Table 1 Changes in metabolite content of two wild soybean cotyledons under alkali stress

Under alkali stress, compared with control, the relative content of glutamine increased in the cotyledons of both wild soybeans but increased more in GS2, with a significant increase of 1.36-fold (P < 0.01).
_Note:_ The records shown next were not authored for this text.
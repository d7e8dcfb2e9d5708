//! tiernote Test Utilities
//!
//! Shared test infrastructure for the tiernote workspace:
//! - Proptest generators for note text and mutation sequences
//! - Fixtures wiring a [`NoteStore`] over in-memory tiers
//! - Assertions on tier contents

pub use tiernote_core::{NoteError, NoteId, NoteRecord, NoteResult, Tier, Timestamp};
pub use tiernote_storage::{
    CacheTier, DeleteRoute, DurableTier, Eviction, InMemoryCacheTier, InMemoryDurableTier,
    MigrationPolicy, Mutation, MutationKind, NoteStore, NotesChanged, NotificationBus,
};

// ============================================================================
// PROPTEST GENERATORS
// ============================================================================

pub mod generators {
    //! Proptest strategies for note inputs.

    use super::*;
    use chrono::Utc;
    use proptest::prelude::*;

    /// Free-form note text, empty strings and unicode included.
    pub fn arb_note_text() -> impl Strategy<Value = String> {
        prop_oneof![
            Just(String::new()),
            "[a-zA-Z0-9 ]{1,40}",
            "\\PC{1,20}",
        ]
    }

    /// Timestamp between 2020 and 2030.
    pub fn arb_timestamp() -> impl Strategy<Value = Timestamp> {
        (1577836800i64..1893456000i64).prop_map(|secs| {
            chrono::DateTime::from_timestamp(secs, 0).unwrap_or_else(Utc::now)
        })
    }

    /// A complete record, as it would come back from either tier.
    pub fn arb_note_record() -> impl Strategy<Value = NoteRecord> {
        (arb_note_text(), any::<bool>(), arb_timestamp()).prop_map(
            |(text, completed, created_at)| {
                let mut record = NoteRecord::new(text);
                record.completed = completed;
                record.created_at = created_at;
                record
            },
        )
    }

    /// One step of a client session against a store.
    #[derive(Debug, Clone)]
    pub enum NoteOp {
        Add(String),
        /// Delete the live note at `index % live.len()`; unknown delete when
        /// nothing is live.
        DeleteExisting(usize),
        DeleteUnknown,
    }

    pub fn arb_note_op() -> impl Strategy<Value = NoteOp> {
        prop_oneof![
            3 => arb_note_text().prop_map(NoteOp::Add),
            2 => any::<usize>().prop_map(NoteOp::DeleteExisting),
            1 => Just(NoteOp::DeleteUnknown),
        ]
    }

    pub fn arb_note_ops(max_len: usize) -> impl Strategy<Value = Vec<NoteOp>> {
        prop::collection::vec(arb_note_op(), 0..max_len)
    }

    /// Small thresholds so short sequences cross them several times.
    pub fn arb_threshold() -> impl Strategy<Value = usize> {
        0usize..6
    }
}

// ============================================================================
// TEST FIXTURES
// ============================================================================

pub mod fixtures {
    //! In-memory store wiring.

    use super::*;
    use std::sync::Arc;

    /// Id that no store will ever generate.
    pub const UNKNOWN_ID: &str = "zzz";

    /// A store over in-memory tiers, with handles to both tiers for
    /// inspection and failure injection.
    pub struct MemoryTiers {
        pub cache: Arc<InMemoryCacheTier>,
        pub durable: Arc<InMemoryDurableTier>,
        pub store: Arc<NoteStore>,
    }

    impl MemoryTiers {
        pub fn bus(&self) -> &Arc<NotificationBus> {
            self.store.bus()
        }
    }

    pub fn memory_store(threshold: usize) -> MemoryTiers {
        memory_store_with_capacity(threshold, 64)
    }

    pub fn memory_store_with_capacity(threshold: usize, bus_capacity: usize) -> MemoryTiers {
        let cache = Arc::new(InMemoryCacheTier::new());
        let durable = Arc::new(InMemoryDurableTier::new());
        let store = Arc::new(NoteStore::new(
            cache.clone(),
            durable.clone(),
            MigrationPolicy::new(threshold),
            Arc::new(NotificationBus::new(bus_capacity)),
        ));
        MemoryTiers {
            cache,
            durable,
            store,
        }
    }

    /// The record created by an add mutation.
    pub fn added(mutation: &Mutation) -> &NoteRecord {
        match &mutation.kind {
            MutationKind::Added(record) => record,
            other => panic!("expected an add mutation, got {:?}", other),
        }
    }
}

// ============================================================================
// CUSTOM ASSERTIONS
// ============================================================================

pub mod assertions {
    //! Assertions on tier contents.

    use super::*;

    pub fn ids(records: &[NoteRecord]) -> Vec<NoteId> {
        records.iter().map(|record| record.id.clone()).collect()
    }

    /// Assert the ids held by each tier, in order.
    pub fn assert_tiers(
        cache: &InMemoryCacheTier,
        durable: &InMemoryDurableTier,
        expected_cache: &[&NoteRecord],
        expected_durable: &[&NoteRecord],
    ) {
        let want_cache: Vec<NoteId> = expected_cache.iter().map(|r| r.id.clone()).collect();
        let want_durable: Vec<NoteId> = expected_durable.iter().map(|r| r.id.clone()).collect();
        assert_eq!(ids(&cache.snapshot()), want_cache, "cache tier contents");
        assert_eq!(ids(&durable.snapshot()), want_durable, "durable tier contents");
    }

    pub fn assert_tier_unavailable<T: std::fmt::Debug>(result: &NoteResult<T>, tier: Tier) {
        match result {
            Err(err) => assert_eq!(err.tier(), tier, "wrong tier in {:?}", err),
            Ok(value) => panic!("expected {} tier unavailable, got Ok({:?})", tier, value),
        }
    }
}

#[cfg(test)]
mod tests {
    use super::fixtures::*;

    #[tokio::test]
    async fn test_memory_store_starts_empty() {
        let tiers = memory_store(2);
        assert!(tiers.store.all_notes().await.unwrap().is_empty());
        assert_eq!(tiers.store.policy().threshold(), 2);
    }
}
//! Identity types for note records

use chrono::{DateTime, Utc};
use uuid::Uuid;

/// Note identifier. Opaque on the wire; generated as a UUIDv7 string so ids
/// sort by creation time and never collide across tiers.
pub type NoteId = String;

/// Timestamp type using UTC timezone.
pub type Timestamp = DateTime<Utc>;

/// Generate a fresh note id.
pub fn new_note_id() -> NoteId {
    Uuid::now_v7().to_string()
}

#[cfg(test)]
mod tests {
    use super::*;
    use std::collections::HashSet;

    #[test]
    fn test_new_note_ids_are_distinct() {
        let ids: HashSet<NoteId> = (0..1000).map(|_| new_note_id()).collect();
        assert_eq!(ids.len(), 1000);
    }

    #[test]
    fn test_new_note_id_is_uuid() {
        let id = new_note_id();
        assert!(Uuid::parse_str(&id).is_ok());
    }
}
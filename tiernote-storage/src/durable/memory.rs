//! In-memory durable tier with failure injection.

use std::sync::atomic::{AtomicBool, AtomicUsize, Ordering};
use std::sync::RwLock;

use async_trait::async_trait;
use tiernote_core::{NoteError, NoteRecord, NoteResult};

use crate::tier::DurableTier;

/// Process-local durable tier keeping records in insertion order.
#[derive(Debug)]
pub struct InMemoryDurableTier {
    records: RwLock<Vec<NoteRecord>>,
    available: AtomicBool,
    writes: AtomicUsize,
}

impl Default for InMemoryDurableTier {
    fn default() -> Self {
        Self {
            records: RwLock::new(Vec::new()),
            available: AtomicBool::new(true),
            writes: AtomicUsize::new(0),
        }
    }
}

impl InMemoryDurableTier {
    pub fn new() -> Self {
        Self::default()
    }

    /// Simulate the store going away (or coming back).
    pub fn set_available(&self, available: bool) {
        self.available.store(available, Ordering::SeqCst);
    }

    /// Number of write operations (`insert_many` with input, `delete_by_id`).
    pub fn write_count(&self) -> usize {
        self.writes.load(Ordering::SeqCst)
    }

    /// Current contents without going through the async API.
    pub fn snapshot(&self) -> Vec<NoteRecord> {
        self.records
            .read()
            .map(|records| records.clone())
            .unwrap_or_default()
    }

    fn check_available(&self) -> NoteResult<()> {
        if self.available.load(Ordering::SeqCst) {
            Ok(())
        } else {
            Err(NoteError::durable_unavailable(
                "in-memory durable tier marked unavailable",
            ))
        }
    }
}

#[async_trait]
impl DurableTier for InMemoryDurableTier {
    async fn scan_all(&self) -> NoteResult<Vec<NoteRecord>> {
        self.check_available()?;
        let records = self
            .records
            .read()
            .map_err(|_| NoteError::durable_unavailable("durable lock poisoned"))?;
        Ok(records.clone())
    }

    async fn insert_many(&self, records: &[NoteRecord]) -> NoteResult<()> {
        if records.is_empty() {
            return Ok(());
        }
        self.check_available()?;
        let mut current = self
            .records
            .write()
            .map_err(|_| NoteError::durable_unavailable("durable lock poisoned"))?;
        for record in records {
            if !current.iter().any(|existing| existing.id == record.id) {
                current.push(record.clone());
            }
        }
        self.writes.fetch_add(1, Ordering::SeqCst);
        Ok(())
    }

    async fn delete_by_id(&self, id: &str) -> NoteResult<()> {
        self.check_available()?;
        let mut current = self
            .records
            .write()
            .map_err(|_| NoteError::durable_unavailable("durable lock poisoned"))?;
        current.retain(|record| record.id != id);
        self.writes.fetch_add(1, Ordering::SeqCst);
        Ok(())
    }

    async fn ping(&self) -> NoteResult<()> {
        self.check_available()
    }
}
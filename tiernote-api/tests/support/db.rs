use deadpool_postgres::Pool;
use tiernote_api::{DbConfig, PgDurableTier};
use tiernote_core::new_note_id;

/// A durable tier over its own freshly named table, so tests never share rows.
pub struct TestTable {
    pub pool: Pool,
    pub tier: PgDurableTier,
}

impl TestTable {
    pub fn new() -> Self {
        let config = DbConfig::from_env().expect("Invalid TIERNOTE_DB_* configuration");
        let pool = config.create_pool().expect("Failed to create database pool");
        let table = format!("tiernote_test_{}", new_note_id().replace('-', "_"));
        let tier = PgDurableTier::new(pool.clone(), table).expect("Invalid test table name");
        Self { pool, tier }
    }

    pub async fn drop_table(&self) {
        let conn = self.pool.get().await.expect("Failed to get connection");
        conn.batch_execute(&format!("DROP TABLE IF EXISTS \"{}\"", self.tier.table()))
            .await
            .expect("Failed to drop test table");
    }
}
//! Database Connection Pool Module
//!
//! PostgreSQL durable tier over a deadpool-postgres connection pool.
//!
//! One table holds one row per note. `seq` records insertion order so full
//! scans come back in the order notes were migrated; `id` is the primary key
//! so re-inserting a migrated note is skipped.

use std::time::Duration;

use async_trait::async_trait;
use deadpool_postgres::{Config, ManagerConfig, Pool, RecyclingMethod, Runtime};
use tiernote_core::{NoteError, NoteRecord, NoteResult};
use tiernote_storage::DurableTier;
use tokio_postgres::NoTls;
use tracing::{debug, info};

use crate::config::{parse_var, process_env, string_var};
use crate::error::{ApiError, ApiResult};

/// Table used when none is configured.
pub const DEFAULT_TABLE: &str = "assignment_siddhartha";

// ============================================================================
// CONNECTION POOL CONFIGURATION
// ============================================================================

/// Database connection pool configuration.
#[derive(Debug, Clone)]
pub struct DbConfig {
    /// PostgreSQL host
    pub host: String,
    /// PostgreSQL port
    pub port: u16,
    /// Database name
    pub dbname: String,
    /// Database user
    pub user: String,
    /// Database password
    pub password: String,
    /// Maximum pool size
    pub max_size: usize,
    /// Wait/create/recycle timeout for pooled connections
    pub timeout: Duration,
    /// Table holding durable notes
    pub table: String,
}

impl Default for DbConfig {
    fn default() -> Self {
        Self {
            host: "localhost".to_string(),
            port: 5432,
            dbname: "tiernote".to_string(),
            user: "postgres".to_string(),
            password: "".to_string(),
            max_size: 16,
            timeout: Duration::from_secs(30),
            table: DEFAULT_TABLE.to_string(),
        }
    }
}

impl DbConfig {
    /// Create a new database configuration from `TIERNOTE_DB_*` variables.
    pub fn from_env() -> ApiResult<Self> {
        Self::from_lookup(process_env)
    }

    pub fn from_lookup<F>(lookup: F) -> ApiResult<Self>
    where
        F: Fn(&str) -> Option<String>,
    {
        let defaults = Self::default();
        let table = string_var(&lookup, "TIERNOTE_DB_TABLE", &defaults.table);
        validate_table_name(&table)?;

        Ok(Self {
            host: string_var(&lookup, "TIERNOTE_DB_HOST", &defaults.host),
            port: parse_var(&lookup, "TIERNOTE_DB_PORT", defaults.port)?,
            dbname: string_var(&lookup, "TIERNOTE_DB_NAME", &defaults.dbname),
            user: string_var(&lookup, "TIERNOTE_DB_USER", &defaults.user),
            password: lookup("TIERNOTE_DB_PASSWORD").unwrap_or_default(),
            max_size: parse_var(&lookup, "TIERNOTE_DB_POOL_SIZE", defaults.max_size)?,
            timeout: Duration::from_secs(parse_var(
                &lookup,
                "TIERNOTE_DB_TIMEOUT",
                defaults.timeout.as_secs(),
            )?),
            table,
        })
    }

    /// Create a connection pool from this configuration.
    pub fn create_pool(&self) -> ApiResult<Pool> {
        let mut cfg = Config::new();
        cfg.host = Some(self.host.clone());
        cfg.port = Some(self.port);
        cfg.dbname = Some(self.dbname.clone());
        cfg.user = Some(self.user.clone());
        cfg.password = Some(self.password.clone());

        cfg.manager = Some(ManagerConfig {
            recycling_method: RecyclingMethod::Fast,
        });

        let mut pool_cfg = deadpool_postgres::PoolConfig::new(self.max_size);
        pool_cfg.timeouts.wait = Some(self.timeout);
        pool_cfg.timeouts.create = Some(self.timeout);
        pool_cfg.timeouts.recycle = Some(self.timeout);
        cfg.pool = Some(pool_cfg);

        let pool = cfg
            .create_pool(Some(Runtime::Tokio1), NoTls)
            .map_err(|e| ApiError::database_error(format!("Failed to create pool: {}", e)))?;

        Ok(pool)
    }
}

/// The table name is interpolated into SQL, so only plain identifiers pass.
fn validate_table_name(table: &str) -> ApiResult<()> {
    let mut chars = table.chars();
    let valid_start = chars
        .next()
        .map(|c| c.is_ascii_alphabetic() || c == '_')
        .unwrap_or(false);
    if valid_start && chars.all(|c| c.is_ascii_alphanumeric() || c == '_') && table.len() <= 63 {
        Ok(())
    } else {
        Err(ApiError::invalid_input(format!(
            "Invalid value for TIERNOTE_DB_TABLE: {:?} is not a plain identifier",
            table
        )))
    }
}

fn durable_error(context: &str, err: impl std::fmt::Display) -> NoteError {
    NoteError::durable_unavailable(format!("{}: {}", context, err))
}

// ============================================================================
// POSTGRES DURABLE TIER
// ============================================================================

/// Durable tier storing one row per note.
#[derive(Clone)]
pub struct PgDurableTier {
    pool: Pool,
    table: String,
}

impl PgDurableTier {
    pub fn new(pool: Pool, table: impl Into<String>) -> ApiResult<Self> {
        let table = table.into();
        validate_table_name(&table)?;
        Ok(Self { pool, table })
    }

    pub fn from_config(config: &DbConfig) -> ApiResult<Self> {
        Self::new(config.create_pool()?, config.table.clone())
    }

    pub fn table(&self) -> &str {
        &self.table
    }

    /// Get the current pool size for observability.
    pub fn pool_size(&self) -> usize {
        self.pool.status().size
    }

    /// Create the notes table if it does not exist yet.
    pub async fn ensure_schema(&self) -> ApiResult<()> {
        let conn = self.pool.get().await?;
        conn.batch_execute(&format!(
            "CREATE TABLE IF NOT EXISTS \"{table}\" (
                seq BIGSERIAL,
                id TEXT PRIMARY KEY,
                text TEXT NOT NULL,
                completed BOOLEAN NOT NULL DEFAULT FALSE,
                created_at TIMESTAMPTZ NOT NULL
            );
            CREATE INDEX IF NOT EXISTS \"{table}_seq_idx\" ON \"{table}\" (seq);",
            table = self.table
        ))
        .await?;
        info!(table = %self.table, "Durable tier schema ready");
        Ok(())
    }

    /// Stop handing out connections and drop idle ones.
    pub fn close(&self) {
        self.pool.close();
    }

    async fn get_conn(&self) -> NoteResult<deadpool_postgres::Object> {
        self.pool
            .get()
            .await
            .map_err(|e| durable_error("connection pool", e))
    }
}

#[async_trait]
impl DurableTier for PgDurableTier {
    async fn scan_all(&self) -> NoteResult<Vec<NoteRecord>> {
        let conn = self.get_conn().await?;
        let rows = conn
            .query(
                &format!(
                    "SELECT id, text, completed, created_at FROM \"{}\" ORDER BY seq",
                    self.table
                ),
                &[],
            )
            .await
            .map_err(|e| durable_error("scan", e))?;

        rows.iter()
            .map(|row| {
                Ok(NoteRecord {
                    id: row.try_get(0).map_err(|e| durable_error("decode id", e))?,
                    text: row.try_get(1).map_err(|e| durable_error("decode text", e))?,
                    completed: row
                        .try_get(2)
                        .map_err(|e| durable_error("decode completed", e))?,
                    created_at: row
                        .try_get(3)
                        .map_err(|e| durable_error("decode created_at", e))?,
                })
            })
            .collect()
    }

    async fn insert_many(&self, records: &[NoteRecord]) -> NoteResult<()> {
        if records.is_empty() {
            return Ok(());
        }

        let mut conn = self.get_conn().await?;
        let tx = conn
            .transaction()
            .await
            .map_err(|e| durable_error("begin", e))?;
        let stmt = tx
            .prepare_cached(&format!(
                "INSERT INTO \"{}\" (id, text, completed, created_at) VALUES ($1, $2, $3, $4)
                 ON CONFLICT (id) DO NOTHING",
                self.table
            ))
            .await
            .map_err(|e| durable_error("prepare insert", e))?;

        let mut inserted = 0u64;
        for record in records {
            inserted += tx
                .execute(
                    &stmt,
                    &[&record.id, &record.text, &record.completed, &record.created_at],
                )
                .await
                .map_err(|e| durable_error("insert", e))?;
        }
        tx.commit().await.map_err(|e| durable_error("commit", e))?;

        debug!(
            requested = records.len(),
            inserted = inserted,
            "Inserted notes into durable tier"
        );
        Ok(())
    }

    async fn delete_by_id(&self, id: &str) -> NoteResult<()> {
        let conn = self.get_conn().await?;
        let deleted = conn
            .execute(
                &format!("DELETE FROM \"{}\" WHERE id = $1", self.table),
                &[&id],
            )
            .await
            .map_err(|e| durable_error("delete", e))?;
        debug!(id = %id, deleted = deleted, "Durable delete");
        Ok(())
    }

    async fn ping(&self) -> NoteResult<()> {
        let conn = self.get_conn().await?;
        conn.simple_query("SELECT 1")
            .await
            .map_err(|e| durable_error("ping", e))?;
        Ok(())
    }
}

#[cfg(test)]
mod tests {
    use super::*;
    use std::collections::HashMap;

    fn env(pairs: &[(&str, &str)]) -> impl Fn(&str) -> Option<String> {
        let map: HashMap<String, String> = pairs
            .iter()
            .map(|(k, v)| (k.to_string(), v.to_string()))
            .collect();
        move |key| map.get(key).cloned()
    }

    #[test]
    fn test_db_config_defaults() {
        let config = DbConfig::from_lookup(env(&[])).unwrap();
        assert_eq!(config.host, "localhost");
        assert_eq!(config.port, 5432);
        assert_eq!(config.table, "assignment_siddhartha");
        assert_eq!(config.timeout, Duration::from_secs(30));
    }

    #[test]
    fn test_db_config_rejects_bad_values() {
        assert!(DbConfig::from_lookup(env(&[("TIERNOTE_DB_PORT", "x")])).is_err());
        assert!(DbConfig::from_lookup(env(&[("TIERNOTE_DB_TABLE", "notes; drop")])).is_err());
        assert!(DbConfig::from_lookup(env(&[("TIERNOTE_DB_TABLE", "1notes")])).is_err());
        assert!(DbConfig::from_lookup(env(&[("TIERNOTE_DB_TABLE", "my_notes_2")])).is_ok());
    }

    #[tokio::test]
    async fn test_pool_creation_is_lazy() {
        // Building the pool does not connect; the first checkout does.
        let tier = PgDurableTier::from_config(&DbConfig::default()).unwrap();
        assert_eq!(tier.table(), DEFAULT_TABLE);
        assert_eq!(tier.pool_size(), 0);
    }
}
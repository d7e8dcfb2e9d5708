//! Overflow migration from the cache tier to the durable tier.
//!
//! # Protocol
//!
//! 1. Load the cache. If it holds `threshold` notes or fewer, stop.
//! 2. `insert_many` every cached note into the durable tier.
//! 3. Overwrite the cache with an empty collection.
//!
//! The two writes are not transactional. A failure before step 2 completes
//! leaves the cache untouched ([`EvictionError::Aborted`]). A failure in
//! step 3 leaves the notes in both tiers ([`EvictionError::ClearFailed`]);
//! the error carries the moved ids so the caller can finish the job later.

use tiernote_core::{NoteError, NoteId};
use tracing::{debug, info, warn};

use crate::tier::{CacheTier, DurableTier};

/// Cache size above which notes move to the durable tier.
pub const DEFAULT_CACHE_THRESHOLD: usize = 50;

/// What one [`MigrationPolicy::maybe_evict`] call did.
#[derive(Debug, Clone, PartialEq, Eq)]
pub enum Eviction {
    /// Cache was within bounds.
    NotNeeded { cache_len: usize },
    /// Every cached note moved to the durable tier; the cache is now empty.
    Evicted { moved: usize },
}

impl Eviction {
    pub fn moved(&self) -> usize {
        match self {
            Eviction::NotNeeded { .. } => 0,
            Eviction::Evicted { moved } => *moved,
        }
    }
}

/// Failure of an eviction, split by how far it got.
#[derive(Debug, Clone, thiserror::Error)]
pub enum EvictionError {
    /// Nothing was written; the cache is unchanged.
    #[error("eviction aborted before copying: {0}")]
    Aborted(NoteError),

    /// The durable tier has the notes but the cache still holds them too.
    #[error("cache clear failed after copying {} notes: {source}", .migrated.len())]
    ClearFailed {
        migrated: Vec<NoteId>,
        source: NoteError,
    },
}

impl From<EvictionError> for NoteError {
    fn from(e: EvictionError) -> Self {
        match e {
            EvictionError::Aborted(source) => source,
            EvictionError::ClearFailed { source, .. } => source,
        }
    }
}

/// Size-triggered, all-or-nothing relocation policy.
#[derive(Debug, Clone, Copy, PartialEq, Eq)]
pub struct MigrationPolicy {
    threshold: usize,
}

impl Default for MigrationPolicy {
    fn default() -> Self {
        Self::new(DEFAULT_CACHE_THRESHOLD)
    }
}

impl MigrationPolicy {
    pub fn new(threshold: usize) -> Self {
        Self { threshold }
    }

    pub fn threshold(&self) -> usize {
        self.threshold
    }

    /// Strictly greater: exactly `threshold` notes stay in the cache.
    pub fn should_evict(&self, cache_len: usize) -> bool {
        cache_len > self.threshold
    }

    /// Check the cache and relocate all of it when over threshold.
    pub async fn maybe_evict(
        &self,
        cache: &dyn CacheTier,
        durable: &dyn DurableTier,
    ) -> Result<Eviction, EvictionError> {
        let cached = cache.load().await.map_err(EvictionError::Aborted)?;

        if !self.should_evict(cached.len()) {
            debug!(
                cache_len = cached.len(),
                threshold = self.threshold,
                "Cache within threshold"
            );
            return Ok(Eviction::NotNeeded {
                cache_len: cached.len(),
            });
        }

        info!(
            cache_len = cached.len(),
            threshold = self.threshold,
            "Cache over threshold, moving notes to durable tier"
        );

        durable
            .insert_many(&cached)
            .await
            .map_err(EvictionError::Aborted)?;

        if let Err(source) = cache.store(&[]).await {
            warn!(
                moved = cached.len(),
                error = %source,
                "Notes copied to durable tier but cache clear failed"
            );
            return Err(EvictionError::ClearFailed {
                migrated: cached.into_iter().map(|note| note.id).collect(),
                source,
            });
        }

        info!(moved = cached.len(), "Notes moved to durable tier and cache cleared");
        Ok(Eviction::Evicted {
            moved: cached.len(),
        })
    }
}

#[cfg(test)]
mod tests {
    use super::*;
    use crate::{InMemoryCacheTier, InMemoryDurableTier};
    use tiernote_core::NoteRecord;

    async fn fill(cache: &InMemoryCacheTier, count: usize) -> Vec<NoteRecord> {
        let notes: Vec<NoteRecord> = (0..count)
            .map(|i| NoteRecord::new(format!("note {}", i)))
            .collect();
        cache.store(&notes).await.unwrap();
        notes
    }

    #[test]
    fn test_threshold_is_strict() {
        let policy = MigrationPolicy::new(2);
        assert!(!policy.should_evict(2));
        assert!(policy.should_evict(3));
        assert_eq!(MigrationPolicy::default().threshold(), 50);
    }

    #[tokio::test]
    async fn test_at_threshold_nothing_moves() {
        let cache = InMemoryCacheTier::new();
        let durable = InMemoryDurableTier::new();
        fill(&cache, 2).await;

        let outcome = MigrationPolicy::new(2).maybe_evict(&cache, &durable).await.unwrap();
        assert_eq!(outcome, Eviction::NotNeeded { cache_len: 2 });
        assert_eq!(durable.write_count(), 0);
    }

    #[tokio::test]
    async fn test_over_threshold_moves_everything() {
        let cache = InMemoryCacheTier::new();
        let durable = InMemoryDurableTier::new();
        let notes = fill(&cache, 3).await;

        let outcome = MigrationPolicy::new(2).maybe_evict(&cache, &durable).await.unwrap();
        assert_eq!(outcome, Eviction::Evicted { moved: 3 });
        assert!(cache.snapshot().is_empty());
        assert_eq!(durable.snapshot(), notes);
    }

    #[tokio::test]
    async fn test_durable_failure_leaves_cache_unchanged() {
        let cache = InMemoryCacheTier::new();
        let durable = InMemoryDurableTier::new();
        let notes = fill(&cache, 3).await;
        durable.set_available(false);

        let err = MigrationPolicy::new(2).maybe_evict(&cache, &durable).await.unwrap_err();
        assert!(matches!(err, EvictionError::Aborted(_)));
        assert_eq!(cache.snapshot(), notes);
    }

    #[tokio::test]
    async fn test_clear_failure_reports_migrated_ids() {
        let cache = InMemoryCacheTier::new();
        let durable = InMemoryDurableTier::new();
        let notes = fill(&cache, 3).await;
        cache.fail_store_after(0);

        let err = MigrationPolicy::new(2).maybe_evict(&cache, &durable).await.unwrap_err();
        match err {
            EvictionError::ClearFailed { migrated, .. } => {
                let expected: Vec<NoteId> = notes.iter().map(|n| n.id.clone()).collect();
                assert_eq!(migrated, expected);
            }
            other => panic!("unexpected error: {:?}", other),
        }
        // Both tiers hold the notes until the caller finishes the eviction.
        assert_eq!(cache.snapshot().len(), 3);
        assert_eq!(durable.snapshot().len(), 3);
    }
}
More interestingly, nitrogenous compounds threonine, tryptophan, phenylalanine, asparagine, glutamic acid, alanine and 4-aminobutyric acid significantly increased by 0.40-, 0.89-, 0.84-, 0.24-, 0.38-, 0.14-, and 0.63-fold, respectively, in GS1 cotyledons (P < 0.05), but decreased by 0.45-, 0.15-, 0.34-, 0.18-, 0.68-, 0.29-, and 0.15-fold in GS2.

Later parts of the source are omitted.